Millions Use Gabapentin. But There’s Little Evidence It Works - GordonS
https://www.vice.com/en_us/article/j5y4py/millions-use-gabapentin-for-anxiety-and-pain-but-little-evidence-it-works#click=https://t.co/MeIoaYIjlL
======
campfireveteran
Define "works." My mother had an intracerebral hemorrhagic stroke about 5
years ago, leaving her with severe trigeminal neuropathic pain and hemiplegia.
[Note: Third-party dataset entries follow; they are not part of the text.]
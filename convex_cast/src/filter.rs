use num_traits::{One, PrimInt};
use rapier3d::prelude::{Group, InteractionGroups};

/// Trait implemented by collision-layer flag enums.
///
/// The enum's discriminant (via `#[repr(u8)]`) determines the bit index.
/// You choose the backing integer type via the associated `Storage`.
pub trait FlagBitmask {
    type Storage: PrimInt;

    fn bit_index(&self) -> u8;

    fn mask(&self) -> Self::Storage {
        // NOTE: `bit_index()` must be < number of bits in `Storage`.
        Self::Storage::one() << (self.bit_index() as usize)
    }
}

/// A plain bitmask container used for collision masks and groups.
#[derive(Default, Copy, Clone, Debug, PartialEq, Eq)]
pub struct BitmaskFlags<T: PrimInt> {
    pub bits: T,
}

impl<T: PrimInt> BitmaskFlags<T> {
    pub fn new(bits: T) -> Self {
        Self { bits }
    }

    pub fn from_flags<U: FlagBitmask<Storage = T> + Copy>(tags: &[U]) -> Self {
        let mut flags = Self::new(T::zero());
        flags.add_many(tags);
        flags
    }

    pub fn add<U: FlagBitmask<Storage = T>>(&mut self, tag: U) {
        self.bits = self.bits | tag.mask();
    }

    pub fn remove<U: FlagBitmask<Storage = T>>(&mut self, tag: U) {
        self.bits = self.bits & !tag.mask();
    }

    pub fn has<U: FlagBitmask<Storage = T>>(&self, tag: U) -> bool {
        (self.bits & tag.mask()) != T::zero()
    }

    pub fn add_many<U: FlagBitmask<Storage = T> + Copy>(&mut self, tags: &[U]) {
        for &tag in tags {
            self.add(tag);
        }
    }

    pub fn has_any<U: FlagBitmask<Storage = T> + Copy>(&self, tags: &[U]) -> bool {
        if tags.is_empty() {
            return false;
        }
        let combined = tags.iter().fold(T::zero(), |acc, t| acc | t.mask());
        (self.bits & combined) != T::zero()
    }

    /// True if the two bitmasks share at least one bit.
    pub fn intersects(&self, other: &Self) -> bool {
        (self.bits & other.bits) != T::zero()
    }
}

/// Declare a bitmask-backed enum and implement `FlagBitmask` for it.
///
/// Example:
/// ```rust
/// convex_cast::define_bitmask_flags!(TriggerLayer, u32, {
///     Water,
///     Lava,
///     Checkpoint,
/// });
/// ```
#[macro_export]
macro_rules! define_bitmask_flags {
    ($name:ident, $storage:ty, { $($variant:ident),* $(,)? }) => {
        #[derive(Debug, Clone, Copy, PartialEq, Eq)]
        #[repr(u8)]
        pub enum $name {
            $($variant),*
        }

        impl $crate::filter::FlagBitmask for $name {
            type Storage = $storage;

            fn bit_index(&self) -> u8 {
                *self as u8
            }
        }
    };
}

define_bitmask_flags!(CollisionLayer, u32, {
    Default,
    Static,
    Dynamic,
    Projectile,
});

/// Collision filter carried by a cast: which layers the swept shape belongs to
/// (`group`) and which layers it may hit (`mask`).
///
/// A collider with memberships `m` and filter `f` is considered only when
/// `m & mask != 0` and `group & f != 0`. Bits are passed through unchanged.
#[derive(Copy, Clone, Debug, PartialEq, Eq)]
pub struct CastFilter {
    pub mask: BitmaskFlags<u32>,
    pub group: BitmaskFlags<u32>,
}

impl CastFilter {
    /// Hit every layer, cast from the `Default` layer.
    pub const ALL: Self = Self {
        mask: BitmaskFlags { bits: u32::MAX },
        group: BitmaskFlags { bits: 1 },
    };

    pub fn new(mask: u32, group: u32) -> Self {
        Self {
            mask: BitmaskFlags::new(mask),
            group: BitmaskFlags::new(group),
        }
    }

    pub fn with_layers(mask: &[CollisionLayer], group: &[CollisionLayer]) -> Self {
        Self {
            mask: BitmaskFlags::from_flags(mask),
            group: BitmaskFlags::from_flags(group),
        }
    }

    /// Does a collider with the given memberships/filter pass this cast filter?
    pub fn accepts(&self, memberships: u32, filter: u32) -> bool {
        self.mask.intersects(&BitmaskFlags::new(memberships))
            && self.group.intersects(&BitmaskFlags::new(filter))
    }

    /// Rapier interaction groups for the swept shape: memberships = `group`,
    /// filter = `mask`.
    pub fn interaction_groups(&self) -> InteractionGroups {
        InteractionGroups::all()
            .with_memberships(Group::from_bits_truncate(self.group.bits))
            .with_filter(Group::from_bits_truncate(self.mask.bits))
    }
}

impl Default for CastFilter {
    fn default() -> Self {
        Self::ALL
    }
}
If she doesn't have 900 mg (3x 300 mg) of gabapentin 3x a day, she experiences
unbearable pain. If she inadvertently skips a dose, about 4-6 hours later it
becomes apparent because her pain level goes up considerably, so it doesn't
seem to be just a placebo effect alone. I can't say it helps her post-stroke
syndrome improve, but it is the only medication that seems to be able to
manage the pain. She's also tried Lyrica (Pregabalin) and Ambien (Zolpidem),
but they weren't helpful. At the moment, she's in consultations about having a
gamma knife procedure that would decompress the trigeminal nerve in the
cheekbone/ear area to ease what might be a large trigeminal demyelinated nerve
bundle causing excruciating pain.

------
jmpman
My dog is on it. Seems to help her random onset lameness.